More noticeably, terpenes are responsible for the pleasant, or not so pleasant, aromas and flavors of cannabis. Although, over 200 terpenes have been reported in the plant, only a small minority has actually been studied for their pharmacological effects.
A study conducted in 1997 by the Swiss Federal Research Station for Agroecology and Agriculture entitled “Essential oil of Cannabis sativa L. strains” characterized 16 terpenoid compounds in the essential oil of different cannabis strains. The most abundant of which was myrcene. Other terpenes that were present in higher concentrations included alpha-pinene, limonene, trans-Caryophyllene and caryophyllene oxide.
Understanding the importance of terpenes allows for a true “cannasseur” to broaden their approach to searching for new strains based on smells and tastes, rather than purely effects.
Smells and Theraputic Effects
Here you will find some of the more common scents manifested in the cannabis plant, along with their notable theraputic effects.
α-PINENE – (Pine Needles) – Anti-bacterial, Anti-fungal, Anti-inflammatory, Bronchodilator
β-CARYOPHYLLENE – (Black Pepper, Cloves) – Anti-bacterial, Anti-cancer, Anti-fungal, Anti-inflammatory, Anti-septic
BORNEOL – (Camphor) – Analgesic, Anti-insomnia, Anti-septic, Bronchodilator
CARYOPHYLLENE OXIDE – (Eucalyptus) – Anti-fungal, Anti-ischemic
CINEOL – (Tea Tree) – Anti-bacterial, Anti-depressant, Anti-inflammatory, Anti-ischemic, Bronchodilator
CITRONELLOL – (Roses) – Anti-cancer, Anti-inflammatory, Anti-insomnia, Anti-spasmodic
HUMULENE – (Hops) – Anorectic, Anti-cancer, Anti-bacterial, Anti-inflammatory
LIMONENE – (Citrus) – Anti-anxiety, Anti-bacterial, Anti-cancer, Anti-depressant, Anti-fungal, Bronchodilator
LINALOOL – (Lavender) – Anti-anxiety, Anti-bacterial, Anti-convulsive, Anti-depressant, Anti-insomnia
MYRCENE – (Lemongrass, Mango) – Analgesic, Anti-cancer, Anti-inflammatory, Anti-insomnia, Anti-spasmodic
NEROLIDOL – (Wood, Citrus Rind) – Anti-fungal, Anti-insomnia
PHYTOL – (Green Tea) – Anti-insomnia
TERPINOLENE – (Lilac, Apples) – Anti-bacterial, Anti-fungal, Anti-insomnia, Anti-septic
Terpenes Work Synergistically With Cannabis
A 1974 study entitled, “Effects of marihuana in laboratory animals and in man” suggested that there may be potentiation of the effects of Delta(9)-THC by other substances present in marijuana. The double-blind study found that marijuana with equal or higher levels of CBD and CBN than THC, induced effects two to four times greater than expected from their THC content. The effects of smoking twice as much of a THC-only strain were no different than that of the placebo.

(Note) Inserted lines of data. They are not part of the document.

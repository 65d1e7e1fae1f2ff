//! Electricity Price Watcher

use crate::PricingConfig;
use alerting::{AlertDispatcher, AlertError, AlertLevel, Subscriber};
use std::sync::Arc;
use tracing::{info, warn};

/// Tracks the electricity price and alerts on every update above the cost
/// threshold.
///
/// Unlike the temperature check there is no re-arm state: consecutive
/// expensive readings each raise their own alert.
pub struct PriceWatcher {
    current_price: f64,
    cost_threshold: f64,
    /// Every price seen, oldest first; the last entry is the current price
    history: Vec<f64>,
    dispatcher: Arc<AlertDispatcher>,
}

impl PriceWatcher {
    /// Create a watcher seeded with the configured initial price
    pub fn new(config: &PricingConfig, dispatcher: Arc<AlertDispatcher>) -> Self {
        Self {
            current_price: config.initial_price,
            cost_threshold: config.cost_threshold,
            history: vec![config.initial_price],
            dispatcher,
        }
    }

    /// Record a new price and alert `subscribers` if it exceeds the threshold.
    ///
    /// Returns `true` when an alert was raised.
    pub fn record_price(
        &mut self,
        new_price: f64,
        subscribers: &[Subscriber],
    ) -> Result<bool, AlertError> {
        self.current_price = new_price;
        self.history.push(new_price);
        info!("Electricity Price Updated: ${:.2}", new_price);

        // NaN never exceeds the threshold
        if new_price > self.cost_threshold {
            warn!(
                "Electricity price ${:.2} exceeds threshold ${:.2}",
                new_price, self.cost_threshold
            );
            self.dispatcher.raise(
                "Electricity Pricing",
                AlertLevel::Critical,
                "ElectricityPricing",
                subscribers,
            )?;
            return Ok(true);
        }
        Ok(false)
    }

    /// Most recently recorded price
    pub fn current_price(&self) -> f64 {
        self.current_price
    }

    /// Price above which an alert is raised
    pub fn cost_threshold(&self) -> f64 {
        self.cost_threshold
    }

    /// Copy of the price history
    pub fn price_history(&self) -> Vec<f64> {
        self.history.clone()
    }

    /// Current price formatted for display
    pub fn display_price(&self) -> String {
        format!("Current Electricity Price: ${:.2}", self.current_price)
    }
}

This suggestion was reinforced by a study done in 2003 by J Pharm Pharmacol called “Medicinal cannabis: is delta9-tetrahydrocannabinol necessary for all its effects?” The scientists compared the effects of a standardized cannabis extract with that of a pure THC (with matched concentrations of THC) and a THC-free extract. They tested the three extracts on a mouse with multiple sclerosis (MS), and a rat brain with epilepsy.

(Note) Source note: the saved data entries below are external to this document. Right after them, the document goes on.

//! Intersection data model.
//!
//! A junction is described at three levels of refinement:
//!
//! 1. [`IntersectionShape`] - the raw geometry: every adjacent edge with
//!    its bearing and road length, sorted clockwise around a base bearing.
//! 2. [`IntersectionView`] - the shape as seen by a driver entering over a
//!    specific edge: turn angles relative to the entry and a legal-entry
//!    flag per road. Sorted by angle, the U-turn slot leads.
//! 3. [`Intersection`] - the view plus assigned turn instructions and lane
//!    data, produced by the downstream turn handler.

pub mod analyzer;

use std::fmt;
use std::ops::{Deref, DerefMut};

use serde::Serialize;

use crate::geo::angular_deviation;
use crate::graph::{EdgeId, RoadClassification};

/// Tolerance for "this angle is zero" tests. Sorting keeps the U-turn slot
/// in front only because its angle is constructed strictly below this.
pub const ANGLE_EPSILON: f64 = 1e-6;

/// Road-class priority gap beyond which a turn is obvious.
pub const PRIORITY_DISTINCTION_FACTOR: f64 = 2.0;

pub type LaneDataId = u16;
pub const INVALID_LANE_DATA_ID: LaneDataId = LaneDataId::MAX;

/// Direction part of a turn instruction, in turn-circle order.
#[derive(Debug, Clone, Copy, PartialEq, Eq, Serialize)]
#[repr(u8)]
pub enum DirectionModifier {
    UTurn = 0,
    SharpRight,
    Right,
    SlightRight,
    Straight,
    SlightLeft,
    Left,
    SharpLeft,
}

impl DirectionModifier {
    pub const COUNT: usize = 8;

    /// Classify a turn angle (U-turn at 0/360, left side below 180,
    /// straight around 180).
    pub fn from_angle(angle: f64) -> Self {
        if !(23.0..=337.0).contains(&angle) {
            DirectionModifier::UTurn
        } else if angle < 67.0 {
            DirectionModifier::SharpLeft
        } else if angle < 113.0 {
            DirectionModifier::Left
        } else if angle < 170.0 {
            DirectionModifier::SlightLeft
        } else if angle <= 190.0 {
            DirectionModifier::Straight
        } else if angle < 247.0 {
            DirectionModifier::SlightRight
        } else if angle < 293.0 {
            DirectionModifier::Right
        } else {
            DirectionModifier::SharpRight
        }
    }

    /// The modifier as seen in a mirror (left/right swapped).
    pub fn mirrored(self) -> Self {
        MIRRORED_MODIFIERS[self as usize]
    }
}

const MIRRORED_MODIFIERS: [DirectionModifier; 8] = [
    DirectionModifier::UTurn,
    DirectionModifier::SharpLeft,
    DirectionModifier::Left,
    DirectionModifier::SlightLeft,
    DirectionModifier::Straight,
    DirectionModifier::SlightRight,
    DirectionModifier::Right,
    DirectionModifier::SharpRight,
];

const _: () = assert!(MIRRORED_MODIFIERS.len() == DirectionModifier::COUNT);

/// Kind part of a turn instruction, assigned by the turn handler.
#[derive(Debug, Clone, Copy, PartialEq, Eq, Serialize)]
pub enum TurnType {
    Invalid,
    NoTurn,
    NewName,
    Continue,
    Turn,
    Merge,
    Fork,
    EndOfRoad,
    Notification,
    EnterRoundabout,
    ExitRoundabout,
    Suppressed,
}

#[derive(Debug, Clone, Copy, PartialEq, Eq, Serialize)]
pub struct TurnInstruction {
    pub turn_type: TurnType,
    pub direction_modifier: DirectionModifier,
}

impl TurnInstruction {
    pub const NO_TURN: TurnInstruction = TurnInstruction {
        turn_type: TurnType::Invalid,
        direction_modifier: DirectionModifier::UTurn,
    };
}

/// One adjacent edge of a junction: raw geometry only.
#[derive(Debug, Clone, Copy, Serialize)]
pub struct IntersectionShapeData {
    pub edge: EdgeId,
    /// Initial bearing leaving the junction center along this edge, [0, 360).
    pub bearing: f64,
    /// Haversine length of the road polyline, in meters.
    pub segment_length: f64,
}

/// The unsorted or base-sorted collection of a junction's adjacent edges.
pub type IntersectionShape = Vec<IntersectionShapeData>;

/// Shape data annotated for a specific entry edge.
#[derive(Debug, Clone, Copy, Serialize)]
pub struct IntersectionViewData {
    pub edge: EdgeId,
    pub bearing: f64,
    pub segment_length: f64,
    /// Whether entering this road is a legal turn.
    pub entry_allowed: bool,
    /// Turn-circle angle from the entry: U-turn 0, straight 180, [0, 360).
    pub angle: f64,
}

impl IntersectionViewData {
    pub fn new(road: IntersectionShapeData, entry_allowed: bool, angle: f64) -> Self {
        IntersectionViewData {
            edge: road.edge,
            bearing: road.bearing,
            segment_length: road.segment_length,
            entry_allowed,
            angle,
        }
    }
}

/// View data plus the assigned instruction and lane data.
#[derive(Debug, Clone, Copy, Serialize)]
pub struct ConnectedRoad {
    pub edge: EdgeId,
    pub bearing: f64,
    pub segment_length: f64,
    pub entry_allowed: bool,
    pub angle: f64,
    pub instruction: TurnInstruction,
    pub lane_data_id: LaneDataId,
}

impl ConnectedRoad {
    pub fn from_view(road: IntersectionViewData) -> Self {
        ConnectedRoad {
            edge: road.edge,
            bearing: road.bearing,
            segment_length: road.segment_length,
            entry_allowed: road.entry_allowed,
            angle: road.angle,
            instruction: TurnInstruction::NO_TURN,
            lane_data_id: INVALID_LANE_DATA_ID,
        }
    }

    /// Reflect the road across the entry axis: the angle flips to
    /// `360 - angle` and left/right modifiers swap. The U-turn slot is a
    /// fixpoint so the leading-U-turn invariant survives mirroring.
    pub fn mirror(&mut self) {
        if angular_deviation(self.angle, 0.0) > ANGLE_EPSILON {
            self.angle = (360.0 - self.angle).rem_euclid(360.0);
            self.instruction.direction_modifier = self.instruction.direction_modifier.mirrored();
        }
    }

    pub fn mirrored(mut self) -> Self {
        self.mirror();
        self
    }
}

impl fmt::Display for ConnectedRoad {
    fn fmt(&self, f: &mut fmt::Formatter<'_>) -> fmt::Result {
        write!(
            f,
            "[connection] {} allows entry: {} angle: {:.1} bearing: {:.1} instruction: {:?} {:?} lanes: {}",
            self.edge,
            self.entry_allowed,
            self.angle,
            self.bearing,
            self.instruction.turn_type,
            self.instruction.direction_modifier,
            self.lane_data_id
        )
    }
}

fn closest_turn_index<T>(roads: &[T], angle: f64, road_angle: impl Fn(&T) -> f64) -> Option<usize> {
    roads
        .iter()
        .enumerate()
        .min_by(|&(_, lhs), &(_, rhs)| {
            angular_deviation(road_angle(lhs), angle)
                .partial_cmp(&angular_deviation(road_angle(rhs), angle))
                .unwrap()
        })
        .map(|(index, _)| index)
}

fn leading_uturn_order<T>(roads: &[T], road_angle: impl Fn(&T) -> f64) -> bool {
    !roads.is_empty()
        && roads
            .windows(2)
            .all(|pair| road_angle(&pair[0]) <= road_angle(&pair[1]))
        && road_angle(&roads[0]) < ANGLE_EPSILON
}

/// Driver-facing view of a junction, sorted by angle with the U-turn first.
#[derive(Debug, Clone, Default, Serialize)]
pub struct IntersectionView(pub Vec<IntersectionViewData>);

impl IntersectionView {
    /// The road minimizing angular deviation from `angle`; ties go to the
    /// first occurrence. Deviation wraps, so 359 is closer to 1 than 5 is.
    pub fn find_closest_turn(&self, angle: f64) -> Option<&IntersectionViewData> {
        closest_turn_index(&self.0, angle, |road| road.angle).map(|index| &self.0[index])
    }

    pub fn is_valid(&self) -> bool {
        leading_uturn_order(&self.0, |road| road.angle)
    }

    pub fn valid_entry_count(&self) -> usize {
        self.0.iter().filter(|road| road.entry_allowed).count()
    }
}

impl Deref for IntersectionView {
    type Target = Vec<IntersectionViewData>;

    fn deref(&self) -> &Self::Target {
        &self.0
    }
}

impl DerefMut for IntersectionView {
    fn deref_mut(&mut self) -> &mut Self::Target {
        &mut self.0
    }
}

/// A fully annotated junction, ready for instruction assignment passes.
#[derive(Debug, Clone, Default, Serialize)]
pub struct Intersection(pub Vec<ConnectedRoad>);

impl Intersection {
    pub fn from_view(view: IntersectionView) -> Self {
        Intersection(view.0.into_iter().map(ConnectedRoad::from_view).collect())
    }

    pub fn find_closest_turn(&self, angle: f64) -> Option<&ConnectedRoad> {
        closest_turn_index(&self.0, angle, |road| road.angle).map(|index| &self.0[index])
    }

    pub fn is_valid(&self) -> bool {
        leading_uturn_order(&self.0, |road| road.angle)
    }
}

impl Deref for Intersection {
    type Target = Vec<ConnectedRoad>;

    fn deref(&self) -> &Self::Target {
        &self.0
    }
}

impl DerefMut for Intersection {
    fn deref_mut(&mut self) -> &mut Self::Target {
        &mut self.0
    }
}

/// Whether continuing onto `obvious_candidate` is the obvious move based on
/// road class alone: it either clearly outranks the alternative while
/// keeping the incoming class, or it is the only non-minor road around.
pub fn obvious_by_road_class(
    incoming: RoadClassification,
    obvious_candidate: RoadClassification,
    compare_candidate: RoadClassification,
) -> bool {
    // Lower priority values rank higher.
    let has_high_priority = PRIORITY_DISTINCTION_FACTOR * (obvious_candidate.priority as f64)
        < (compare_candidate.priority as f64);
    let continues_on_same_class = incoming == obvious_candidate;
    (has_high_priority && continues_on_same_class)
        || (!obvious_candidate.low_priority && !incoming.low_priority && compare_candidate.low_priority)
}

Scientists found that the standardized extract inhibited spasticity in the mouse and caused more of a rapid onset of full muscle relaxation compared to THC alone. The THC-free extract caused no inhibition of spasticity in the mouse, although it did exhibit anticonvulsant activity in the rat brain. However, the standardized extract outperformed the pure THC in all circumstances. Therefore, the effects of THC were modified by the presence of other components, and thus, THC is not necessary for all the possible medicinal effects of cannabis.

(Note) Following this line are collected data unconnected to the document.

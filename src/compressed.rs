//! Compressed edge geometry container.
//!
//! The node-based graph abbreviates whole roads into single edges; the
//! polyline a road follows between its two junctions lives here. Both
//! directed edges of a road share one pooled polyline and differ only in a
//! direction flag, so geometry is stored once per road.

use anyhow::{bail, Result};

use crate::geo::Coordinate;
use crate::graph::EdgeId;

/// Reference from a directed edge into the polyline pool.
#[derive(Debug, Clone, Copy)]
struct GeometryRef {
    geometry: u32,
    /// Whether the pooled polyline already runs in this edge's
    /// source-to-target direction.
    forward: bool,
}

#[derive(Debug)]
pub struct CompressedGeometry {
    geometries: Vec<Vec<Coordinate>>,
    edge_refs: Vec<GeometryRef>,
}

impl CompressedGeometry {
    /// Build the container from a polyline pool and one `(geometry index,
    /// forward)` pair per directed edge, indexed by edge id.
    pub fn from_parts(
        geometries: Vec<Vec<Coordinate>>,
        edge_refs: Vec<(u32, bool)>,
    ) -> Result<Self> {
        for (index, geometry) in geometries.iter().enumerate() {
            if geometry.len() < 2 {
                bail!(
                    "geometry {} has {} coordinates, polylines need at least 2",
                    index,
                    geometry.len()
                );
            }
        }
        for &(geometry, _) in &edge_refs {
            if geometry as usize >= geometries.len() {
                bail!(
                    "edge references geometry {} but the pool holds {}",
                    geometry,
                    geometries.len()
                );
            }
        }
        let edge_refs = edge_refs
            .into_iter()
            .map(|(geometry, forward)| GeometryRef { geometry, forward })
            .collect();
        Ok(CompressedGeometry {
            geometries,
            edge_refs,
        })
    }

    pub fn num_edges(&self) -> u32 {
        self.edge_refs.len() as u32
    }

    /// The full polyline along `edge`, junction center first.
    ///
    /// With `traversed_in_reverse` the sequence is flipped so it starts at
    /// the far end, as seen by a vehicle arriving over this edge.
    pub fn coordinates_along_road(
        &self,
        edge: EdgeId,
        traversed_in_reverse: bool,
    ) -> Vec<Coordinate> {
        let reference = self.edge_refs[edge as usize];
        let mut coordinates = self.geometries[reference.geometry as usize].clone();
        if reference.forward == traversed_in_reverse {
            coordinates.reverse();
        }
        coordinates
    }
}

#[cfg(test)]
mod tests {
    use super::*;

    fn line() -> Vec<Coordinate> {
        vec![
            Coordinate::from_degrees(0.0, 0.0),
            Coordinate::from_degrees(0.001, 0.0),
            Coordinate::from_degrees(0.002, 0.0),
        ]
    }

    #[test]
    fn test_shared_geometry_orientation() {
        // Edge 0 runs with the stored polyline, edge 1 against it.
        let container =
            CompressedGeometry::from_parts(vec![line()], vec![(0, true), (0, false)]).unwrap();

        let forward = container.coordinates_along_road(0, false);
        assert_eq!(forward, line());

        let backward = container.coordinates_along_road(1, false);
        let mut expected = line();
        expected.reverse();
        assert_eq!(backward, expected);

        // Traversed in reverse flips again.
        assert_eq!(container.coordinates_along_road(1, true), line());
    }

    #[test]
    fn test_rejects_short_polylines() {
        let result =
            CompressedGeometry::from_parts(vec![vec![Coordinate::new(0, 0)]], vec![(0, true)]);
        assert!(result.is_err());
    }

    #[test]
    fn test_rejects_dangling_geometry_reference() {
        let result = CompressedGeometry::from_parts(vec![line()], vec![(3, true)]);
        assert!(result.is_err());
    }
}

Ethan B. Russo further supported this theory with scientific evidence in his 2011 study, “Taming THC”, in which he proved that non-cannabinoid plant components such as terpenoids serve as inhibitors to THC’s intoxicating effects, thereby increasing THC’s therapeutic index. This “phytocannabinoid-terpenoid synergy,” as Russo calls it, increases the potential of cannabis-based medicinal extracts to treat pain, inflammation, fungal and bacterial infections, depression, anxiety, addiction, epilepsy and even cancer.